EXERCISE DESCRIPTION
Your answer should be every line of the records that contains the word "Markdown", copied as it stands.

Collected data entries
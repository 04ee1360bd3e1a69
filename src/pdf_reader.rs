use crate::reader::DocumentReader;
use crate::shell::escape_html;
use anyhow::{anyhow, Context, Result};
use lopdf::Document;
use std::panic::{self, AssertUnwindSafe};
use std::path::Path;

pub struct PdfData {
    doc: Document,
}

impl PdfData {
    pub fn open(path: &Path) -> Result<Self> {
        let doc = Document::load(path)
            .with_context(|| format!("Failed to open PDF: {}", path.display()))?;
        Ok(Self { doc })
    }

    /// Text of each page in page-number order
    fn page_texts(&self) -> Result<Vec<String>> {
        let mut pages = Vec::new();

        // get_pages is keyed by 1-based page number, already sorted
        for page_number in self.doc.get_pages().keys() {
            // lopdf can panic on broken font encodings
            let text = panic::catch_unwind(AssertUnwindSafe(|| {
                self.doc.extract_text(&[*page_number])
            }))
            .map_err(|_| anyhow!("PDF text extraction panicked on page {}", page_number))?
            .with_context(|| format!("Failed to extract text from page {}", page_number))?;

            pages.push(text);
        }

        Ok(pages)
    }
}

impl DocumentReader for PdfData {
    fn body_html(&self) -> Result<String> {
        let pages = self.page_texts()?;
        Ok(pages_to_html(&pages))
    }
}

/// One `<section>` per page, separated by horizontal rules
pub fn pages_to_html(pages: &[String]) -> String {
    pages
        .iter()
        .enumerate()
        .map(|(i, text)| {
            format!(
                "<section data-page='{}'>\n{}\n</section>",
                i + 1,
                page_fragment(text)
            )
        })
        .collect::<Vec<_>>()
        .join("\n<hr />\n")
}

fn page_fragment(text: &str) -> String {
    text.lines()
        .map(str::trim)
        .filter(|line| !line.is_empty())
        .map(|line| format!("<p>{}</p>", escape_html(line)))
        .collect::<Vec<_>>()
        .join("\n")
}
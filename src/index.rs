use crate::config::{Config, ARTICLE_FILE, META_FILE};
use crate::folder::ItemFolder;
use anyhow::{Context, Result};
use serde::Serialize;
use std::fs;
use std::path::Path;

/// One collection item as consumed by the site's client-side code
#[derive(Debug, Clone, Serialize)]
#[serde(rename_all = "camelCase")]
pub struct IndexEntry {
    #[serde(rename = "type")]
    pub item_type: String,
    pub slug: String,
    pub title: String,
    pub published: String,
    pub updated: String,
    pub eigenanteil: String,
    pub tags: Vec<String>,
    pub excerpt: String,
    pub description: String,
    pub images: Vec<String>,
    pub cover: String,
    pub content_url: String,
    pub meta_url: String,
}

#[derive(Debug, Serialize)]
struct CollectionIndex<'a> {
    items: &'a [IndexEntry],
}

impl IndexEntry {
    pub fn build(config: &Config, item: &ItemFolder, title: &str) -> Self {
        let base = config.item_base_url(&item.slug);
        let meta = &item.meta;

        let images: Vec<String> = item
            .images
            .iter()
            .map(|name| format!("{}/{}", base, name))
            .collect();

        let cover = non_empty(meta.cover.as_deref())
            .map(str::to_string)
            .or_else(|| images.first().cloned())
            .unwrap_or_default();

        let excerpt = non_empty(meta.excerpt.as_deref())
            .map(str::to_string)
            .unwrap_or_else(|| item.description.clone());

        Self {
            item_type: config.item_type.clone(),
            slug: item.slug.clone(),
            title: title.to_string(),
            published: meta.published.clone().unwrap_or_default(),
            updated: meta.updated.clone().unwrap_or_default(),
            eigenanteil: meta.eigenanteil.clone().unwrap_or_default(),
            tags: meta.tags.clone(),
            excerpt,
            description: item.description.clone(),
            images,
            cover,
            content_url: format!("{}/{}", base, ARTICLE_FILE),
            meta_url: if item.has_meta {
                format!("{}/{}", base, META_FILE)
            } else {
                String::new()
            },
        }
    }
}

fn non_empty(value: Option<&str>) -> Option<&str> {
    value.filter(|v| !v.is_empty())
}

/// Serialize `{"items": [...]}` with two-space indentation, non-ASCII kept literal
pub fn render_index(entries: &[IndexEntry]) -> Result<String> {
    serde_json::to_string_pretty(&CollectionIndex { items: entries })
        .context("Failed to serialize collection index")
}

pub fn write_index(path: &Path, entries: &[IndexEntry]) -> Result<()> {
    let json = render_index(entries)?;

    if let Some(parent) = path.parent() {
        if !parent.as_os_str().is_empty() {
            fs::create_dir_all(parent)?;
        }
    }

    fs::write(path, json)
        .with_context(|| format!("Failed to write index: {}", path.display()))
}
use std::fs;
use std::io;
use std::path::{Path, PathBuf};
use std::time::SystemTime;

/// Recognized source formats, declared in priority order
#[derive(Debug, Clone, Copy, PartialEq, Eq, PartialOrd, Ord)]
pub enum SourceKind {
    Docx,
    Pdf,
    Odt,
    Markdown,
}

impl SourceKind {
    pub fn from_path(path: &Path) -> Option<Self> {
        let ext = path.extension()?.to_string_lossy().to_ascii_lowercase();
        match ext.as_str() {
            "docx" => Some(Self::Docx),
            "pdf" => Some(Self::Pdf),
            "odt" => Some(Self::Odt),
            "md" => Some(Self::Markdown),
            _ => None,
        }
    }

    /// Lower is preferred
    pub fn priority(self) -> usize {
        match self {
            Self::Docx => 0,
            Self::Pdf => 1,
            Self::Odt => 2,
            Self::Markdown => 3,
        }
    }
}

/// The authoritative source document of an item folder
#[derive(Debug, Clone)]
pub struct SourceFile {
    pub path: PathBuf,
    pub kind: SourceKind,
    pub modified: SystemTime,
}

impl SourceFile {
    pub fn file_name(&self) -> String {
        self.path
            .file_name()
            .map(|n| n.to_string_lossy().to_string())
            .unwrap_or_default()
    }
}

/// Pick the best source document among the direct children of `dir`.
///
/// Ranking: format priority (DOCX > PDF > ODT > MD), then newest
/// modification time, then file name so equal timestamps stay deterministic.
pub fn pick_source(dir: &Path) -> io::Result<Option<SourceFile>> {
    let mut candidates = Vec::new();

    for entry in fs::read_dir(dir)? {
        let entry = entry?;
        let path = entry.path();
        let metadata = entry.metadata()?;
        if !metadata.is_file() {
            continue;
        }
        let Some(kind) = SourceKind::from_path(&path) else {
            continue;
        };

        candidates.push(SourceFile {
            modified: metadata.modified()?,
            path,
            kind,
        });
    }

    candidates.sort_by(|a, b| {
        a.kind
            .priority()
            .cmp(&b.kind.priority())
            .then_with(|| b.modified.cmp(&a.modified))
            .then_with(|| a.path.cmp(&b.path))
    });

    Ok(candidates.into_iter().next())
}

SOLUTION
    Markdown,
            "md" => Some(Self::Markdown),
            Self::Markdown => 3,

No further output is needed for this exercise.